Labour councillor Aydin Dikerdem has also questioned how the expansion had been funded.

He said: The Tube has been financed through a deal between Wandsworth Conservatives & developers. Section 106, the tax on developers we use to build social housing was instead spent on the Tube. £266.4million of it. A large reason why Nine Elms will produce only 15% ‘affordable’ housing 

‘It’s not really a tax if the money used helps the property prices & interests of the developers. The Council could have used Community Infrastructure Levy funds, money explicitly designed to support infrastructure around a development, but instead used the social housing pot

The Northern Line has been extended from Kennington to Battersea Power Station via Nine Elms

Transport for London said the extension will support around 25,000 new jobs and more than 20,000 new homes

Public transport enthusiasts outside Battersea Power Station underground station for the gates to open for the very first time

‘The project was also signed off during the post-crash recession.
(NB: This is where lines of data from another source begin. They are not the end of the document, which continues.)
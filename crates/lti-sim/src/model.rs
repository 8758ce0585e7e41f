//! State equations advanced by the fixed-step integrators.

use crate::error::SimResult;

/// An ODE `x' = f(t, x)` over a state type with vector-space arithmetic.
///
/// `LinearModel` implements it for companion realizations; tests use
/// scalar models.
pub trait TransientModel {
    type State: Clone;

    fn initial_state(&self) -> Self::State;

    /// State derivative at `(t, x)`. Takes `&mut self` so models may keep
    /// scratch buffers between calls.
    fn rhs(&mut self, t: f64, x: &Self::State) -> SimResult<Self::State>;

    /// `a + b`
    fn add(&self, a: &Self::State, b: &Self::State) -> Self::State;

    /// `scale · a`
    fn scale(&self, a: &Self::State, scale: f64) -> Self::State;

    /// `x + h · k`, the update every explicit stage is built from.
    fn advance(&self, x: &Self::State, k: &Self::State, h: f64) -> Self::State {
        self.add(x, &self.scale(k, h))
    }
}
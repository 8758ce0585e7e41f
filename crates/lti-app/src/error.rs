//! Error types for the lti-app service layer.

use std::path::PathBuf;

use lti_core::LtiError;
use lti_design::DesignError;
use lti_freq::FreqError;
use lti_locus::LocusError;
use lti_portrait::PortraitError;
use lti_sim::SimError;
use lti_stability::StabilityError;
use lti_time::TimeError;
use serde::{Deserialize, Serialize};

/// Application error that folds every engine error into one taxonomy.
#[derive(Debug, thiserror::Error)]
pub enum AppError {
    #[error("Invalid input: {0}")]
    InvalidInput(String),

    #[error("Invalid system: {0}")]
    InvalidSystem(String),

    #[error("Unsupported symbolic expression: {0}")]
    UnsupportedSymbolicExpression(String),

    #[error("Unreachable design target: {0}")]
    UnreachableDesignTarget(String),

    #[error("Unknown endpoint: {0}")]
    UnknownEndpoint(String),

    #[error("Configuration error: {0}")]
    Config(String),

    #[error("Failed to read config file: {path}")]
    ConfigFileRead {
        path: PathBuf,
        source: std::io::Error,
    },

    #[error("Numerical failure: {0}")]
    Numerical(String),

    #[error("Simulation error: {0}")]
    Simulation(String),

    #[error("Serialization error: {0}")]
    Serialization(String),
}

/// Result type for lti-app operations.
pub type AppResult<T> = Result<T, AppError>;

/// Serializable error payload, `{ "error": kind, "detail": message }`.
#[derive(Clone, Debug, PartialEq, Eq, Serialize, Deserialize)]
pub struct ErrorBody {
    pub error: String,
    pub detail: String,
}

impl AppError {
    /// Stable taxonomy name.
    pub fn kind(&self) -> &'static str {
        match self {
            AppError::InvalidInput(_) => "InvalidInput",
            AppError::InvalidSystem(_) => "InvalidSystem",
            AppError::UnsupportedSymbolicExpression(_) => "UnsupportedSymbolicExpression",
            AppError::UnreachableDesignTarget(_) => "UnreachableDesignTarget",
            AppError::UnknownEndpoint(_) => "UnknownEndpoint",
            AppError::Config(_) | AppError::ConfigFileRead { .. } => "ConfigError",
            AppError::Numerical(_) => "NumericalFailure",
            AppError::Simulation(_) => "SimulationError",
            AppError::Serialization(_) => "SerializationError",
        }
    }

    pub fn to_body(&self) -> ErrorBody {
        let detail = match self {
            AppError::ConfigFileRead { path, source } => {
                format!("{}: {source}", path.display())
            }
            AppError::InvalidInput(m)
            | AppError::InvalidSystem(m)
            | AppError::UnsupportedSymbolicExpression(m)
            | AppError::UnreachableDesignTarget(m)
            | AppError::UnknownEndpoint(m)
            | AppError::Config(m)
            | AppError::Numerical(m)
            | AppError::Simulation(m)
            | AppError::Serialization(m) => m.clone(),
        };
        ErrorBody {
            error: self.kind().to_string(),
            detail,
        }
    }
}

// Conversions from engine error types
impl From<LtiError> for AppError {
    fn from(err: LtiError) -> Self {
        match err {
            LtiError::InvalidInput { .. } | LtiError::NonFinite { .. } => {
                AppError::InvalidInput(err.to_string())
            }
            LtiError::InvalidSystem { what } => AppError::InvalidSystem(what.to_string()),
            LtiError::Invariant { .. } => AppError::Numerical(err.to_string()),
        }
    }
}

impl From<SimError> for AppError {
    fn from(err: SimError) -> Self {
        match err {
            SimError::Improper { what } => AppError::InvalidInput(what.to_string()),
            other => AppError::Simulation(other.to_string()),
        }
    }
}

impl From<TimeError> for AppError {
    fn from(err: TimeError) -> Self {
        match err {
            TimeError::Core(e) => e.into(),
            TimeError::InvalidInput { what } => AppError::InvalidInput(what),
            TimeError::Simulation { message } => AppError::Simulation(message),
        }
    }
}

impl From<StabilityError> for AppError {
    fn from(err: StabilityError) -> Self {
        match err {
            StabilityError::InvalidInput { what } => AppError::InvalidInput(what),
            StabilityError::UnsupportedSymbolicExpression { what } => {
                AppError::UnsupportedSymbolicExpression(what)
            }
            StabilityError::Core(e) => e.into(),
        }
    }
}

impl From<LocusError> for AppError {
    fn from(err: LocusError) -> Self {
        match err {
            LocusError::InvalidInput { what } => AppError::InvalidInput(what),
            LocusError::Core(e) => e.into(),
            LocusError::Stability(e) => e.into(),
        }
    }
}

impl From<FreqError> for AppError {
    fn from(err: FreqError) -> Self {
        match err {
            FreqError::InvalidInput { what } => AppError::InvalidInput(what),
            FreqError::Core(e) => e.into(),
        }
    }
}

impl From<DesignError> for AppError {
    fn from(err: DesignError) -> Self {
        match err {
            DesignError::InvalidInput { what } => AppError::InvalidInput(what),
            // the target needs no compensation; the request itself is at fault
            DesignError::TargetAlreadyMet { what } => AppError::InvalidInput(what),
            DesignError::UnreachableDesignTarget { what } => AppError::UnreachableDesignTarget(what),
            DesignError::Core(e) => e.into(),
            DesignError::Frequency(e) => e.into(),
            DesignError::Simulation { message } => AppError::Simulation(message),
        }
    }
}

impl From<PortraitError> for AppError {
    fn from(err: PortraitError) -> Self {
        match err {
            PortraitError::InvalidInput { what } => AppError::InvalidInput(what),
            PortraitError::Core(e) => e.into(),
            PortraitError::Simulation(e) => e.into(),
        }
    }
}

impl From<serde_json::Error> for AppError {
    fn from(err: serde_json::Error) -> Self {
        AppError::Serialization(err.to_string())
    }
}

#[cfg(test)]
mod tests {
    use super::*;

    #[test]
    fn taxonomy_names() {
        let e: AppError = LtiError::InvalidSystem {
            what: "denominator is identically zero",
        }
        .into();
        assert_eq!(e.kind(), "InvalidSystem");

        let e: AppError = DesignError::TargetAlreadyMet {
            what: "met".into(),
        }
        .into();
        assert_eq!(e.kind(), "InvalidInput");

        let e: AppError = StabilityError::UnsupportedSymbolicExpression { what: "x, y".into() }.into();
        assert_eq!(e.kind(), "UnsupportedSymbolicExpression");
    }

    #[test]
    fn body_carries_detail() {
        let body = AppError::UnreachableDesignTarget("needs 80 deg of lead".into()).to_body();
        assert_eq!(body.error, "UnreachableDesignTarget");
        assert_eq!(body.detail, "needs 80 deg of lead");
    }
}
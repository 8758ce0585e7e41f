//! One function per endpoint.
//!
//! Each takes its typed request and the engine configuration, calls the
//! owning engine and converts its error into the application taxonomy.

use lti_design::{
    Design, LagCompensator, LagLeadCompensator, LeadCompensator, design_lag, design_lag_lead,
    design_lead,
};
use lti_freq::FrequencyAnalysis;
use lti_locus::RootLocus;
use lti_portrait::PhasePortrait;
use lti_stability::StabilityRange;
use lti_time::{InverseRequest, InverseResult, TimeAnalysis};
use tracing::info_span;

use crate::config::EngineConfig;
use crate::contracts::{
    Coefficient, DesignRequest, FrequencyRequest, RootLocusRequest, StabilityRangeRequest,
    TfRequest,
};
use crate::error::{AppError, AppResult};

fn required(value: Option<f64>, name: &str) -> AppResult<f64> {
    value.ok_or_else(|| AppError::InvalidInput(format!("{name} is required")))
}

/// `analyze_tf`: stability verdict and unit-step metrics.
pub fn analyze_tf(req: &TfRequest, cfg: &EngineConfig) -> AppResult<TimeAnalysis> {
    let _span = info_span!("analyze_tf").entered();
    Ok(lti_time::analyze(&req.numerator, &req.denominator, &cfg.step)?)
}

/// `inverse_analyze_tf`: never fails; unsolvable figures give a null result.
pub fn inverse_analyze_tf(req: &InverseRequest, cfg: &EngineConfig) -> InverseResult {
    lti_time::inverse_analyze(req, &cfg.inverse)
}

pub fn analyze_stability_range(
    req: &StabilityRangeRequest,
    cfg: &EngineConfig,
) -> AppResult<StabilityRange> {
    let _span = info_span!("analyze_stability_range", n = req.denominator_coeffs.len()).entered();
    let exprs: Vec<String> = req
        .denominator_coeffs
        .iter()
        .map(Coefficient::to_expression)
        .collect();
    Ok(lti_stability::analyze_stability_range(&exprs, &cfg.routh)?)
}

pub fn plot_root_locus(req: &RootLocusRequest, cfg: &EngineConfig) -> AppResult<RootLocus> {
    let _span = info_span!("plot_root_locus", poles = req.poles.len(), zeros = req.zeros.len())
        .entered();
    Ok(lti_locus::root_locus(&req.zeros, &req.poles, &cfg.locus)?)
}

pub fn analyze_frequency_domain(
    req: &FrequencyRequest,
    cfg: &EngineConfig,
) -> AppResult<FrequencyAnalysis> {
    let _span = info_span!("analyze_frequency_domain", gain = req.gain).entered();
    Ok(lti_freq::analyze_zpk(&req.zeros, &req.poles, req.gain, &cfg.frequency)?)
}

pub fn design_lead_compensator(
    req: &DesignRequest,
    cfg: &EngineConfig,
) -> AppResult<Design<LeadCompensator>> {
    let pm = required(req.desired_phase_margin, "desired_phase_margin")?;
    let _span = info_span!("design_lead", pm).entered();
    Ok(design_lead(&req.numerator, &req.denominator, pm, &cfg.design_options())?)
}

pub fn design_lag_compensator(
    req: &DesignRequest,
    cfg: &EngineConfig,
) -> AppResult<Design<LagCompensator>> {
    let kv = required(req.desired_kv, "desired_kv")?;
    let _span = info_span!("design_lag", kv).entered();
    Ok(design_lag(&req.numerator, &req.denominator, kv, &cfg.design_options())?)
}

pub fn design_lag_lead_compensator(
    req: &DesignRequest,
    cfg: &EngineConfig,
) -> AppResult<Design<LagLeadCompensator>> {
    let pm = required(req.desired_phase_margin, "desired_phase_margin")?;
    let kv = required(req.desired_kv, "desired_kv")?;
    Ok(design_lag_lead(
        &req.numerator,
        &req.denominator,
        pm,
        kv,
        &cfg.design_options(),
    )?)
}

pub fn plot_phase_portrait(req: &TfRequest, cfg: &EngineConfig) -> AppResult<PhasePortrait> {
    let _span = info_span!("plot_phase_portrait").entered();
    Ok(lti_portrait::phase_portrait(
        &req.numerator,
        &req.denominator,
        &cfg.portrait,
    )?)
}
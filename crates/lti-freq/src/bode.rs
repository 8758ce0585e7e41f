//! Bode magnitude/phase data and the straight-line magnitude asymptote.

use lti_core::unwrap_degrees;
use serde::{Deserialize, Serialize};

use crate::response::FactoredResponse;

#[derive(Clone, Debug, Default, PartialEq, Serialize, Deserialize)]
pub struct BodeData {
    pub omega: Vec<f64>,
    pub magnitude_db: Vec<f64>,
    /// Degrees, continuously unwrapped
    pub phase_deg: Vec<f64>,
    pub asymptote_omega: Vec<f64>,
    pub asymptote_magnitude_db: Vec<f64>,
    pub corner_frequencies: Vec<f64>,
}

/// Sample magnitude and phase on `grid` and build the asymptote over it.
pub fn bode_on_grid(resp: &FactoredResponse, grid: &[f64]) -> BodeData {
    let magnitude_db = grid.iter().map(|w| resp.magnitude_db(*w)).collect();
    let mut phase_deg: Vec<f64> = grid.iter().map(|w| resp.phase_deg(*w)).collect();
    unwrap_degrees(&mut phase_deg);

    let corner_frequencies = resp.corner_frequencies();
    let (asymptote_omega, asymptote_magnitude_db) = match (grid.first(), grid.last()) {
        (Some(start), Some(end)) => bode_asymptotes(resp, *start, *end),
        _ => (Vec::new(), Vec::new()),
    };

    BodeData {
        omega: grid.to_vec(),
        magnitude_db,
        phase_deg,
        asymptote_omega,
        asymptote_magnitude_db,
        corner_frequencies,
    }
}

/// Straight-line magnitude asymptote over `[start, end]`.
///
/// Starts from the low-frequency form `K / s^n` (`n` net integrators, `K`
/// with the origin factors removed), so the line passes through
/// `20·log10|K|` at `ω = 1` with slope `−20·n` dB/decade. Each corner
/// frequency inside the range bends the slope by −20 dB/decade per pole and
/// +20 dB/decade per zero located there. Empty when `K` is zero.
pub fn bode_asymptotes(resp: &FactoredResponse, start: f64, end: f64) -> (Vec<f64>, Vec<f64>) {
    let k = resp.low_frequency_gain().abs();
    if !(k > 0.0 && k.is_finite() && start > 0.0 && end > start) {
        return (Vec::new(), Vec::new());
    }

    // (corner, slope change in dB/decade)
    let mut bends: Vec<(f64, f64)> = Vec::new();
    let origin = resp.origin_tolerance;
    let factors = resp
        .poles
        .iter()
        .map(|p| (p, -20.0))
        .chain(resp.zeros.iter().map(|z| (z, 20.0)));
    for (root, delta) in factors {
        let wc = root.norm();
        if wc <= origin {
            continue;
        }
        match bends
            .iter_mut()
            .find(|(w, _)| (w - wc).abs() <= 1e-9 * wc.max(1.0))
        {
            Some(bend) => bend.1 += delta,
            None => bends.push((wc, delta)),
        }
    }
    bends.sort_by(|a, b| a.0.total_cmp(&b.0));

    let mut slope = -20.0 * resp.integrators() as f64;
    let mut omega = vec![start];
    let mut mag = vec![20.0 * k.log10() + slope * start.log10()];
    for (wc, delta) in bends {
        if wc < start || wc > end {
            continue;
        }
        let (last_w, last_m) = (omega[omega.len() - 1], mag[mag.len() - 1]);
        omega.push(wc);
        mag.push(last_m + slope * (wc / last_w).log10());
        slope += delta;
    }
    let (last_w, last_m) = (omega[omega.len() - 1], mag[mag.len() - 1]);
    if end > last_w {
        omega.push(end);
        mag.push(last_m + slope * (end / last_w).log10());
    }
    (omega, mag)
}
It would have been an ideal public works investment to stimulate jobs & growth when interests rates were at almost zero & the economy needed stimulus. Instead private finance was used with a huge public good cost.

‘The funding of the Northern Line extension is a story on what happens when developers interests are put first. £266.4million of Wandsworth tax payers money is now sitting in an asset they have no direct democratic ownership over.’

Billions of pounds of investment have been pumped into the area in recent years, including through the redevelopment of Battersea Power Station and the building of a new US Embassy in Nine Elms.

The power station will open next summer after being transformed into a huge shopping, entertainment and office block – complete with more than 200 in-built apartments for the super-rich. 

The extension project also saw the 2.5km stretch of Nine Elms Lane and Battersea Park Road completely redesigned to make it ‘more attractive, accessible and people friendly’. 

The Greater London Authority borrowed £1billion for the expansion, which will be funded through business rates from the local area and around £270 million of contributions paid by developers.

Wandsworth Council put £300million towards the construction costs and today councillor Ravi Govindia, Leader of Wandsworth Council and co-chair of the Nine Elms Vauxhall Partnership, who has spent the past decade pushing hard for a new tube link to Nine Elms and Battersea, told the MailOnline: ‘Travelling on the Northern Line Extension as it opened its doors today, and seeing excited passengers use these stations for the first time, is a once-in-a-lifetime moment that I will never forget.

‘Wandsworth Council has always had huge ambitions for this area and we are delighted that our vision and planning to improve the connectivity of Battersea and Nine Elms has come to fruition.

‘In less than 10 years we have achieved a fantastic new Tube connection for Wandsworth, transforming what was once a transport backwater south of the river.

‘These stations will help our residents get to work and other parts of London more quickly, as well as opening up new opportunities for jobs and businesses in the capital.’

The scheme takes the total number of Tube stations to 272.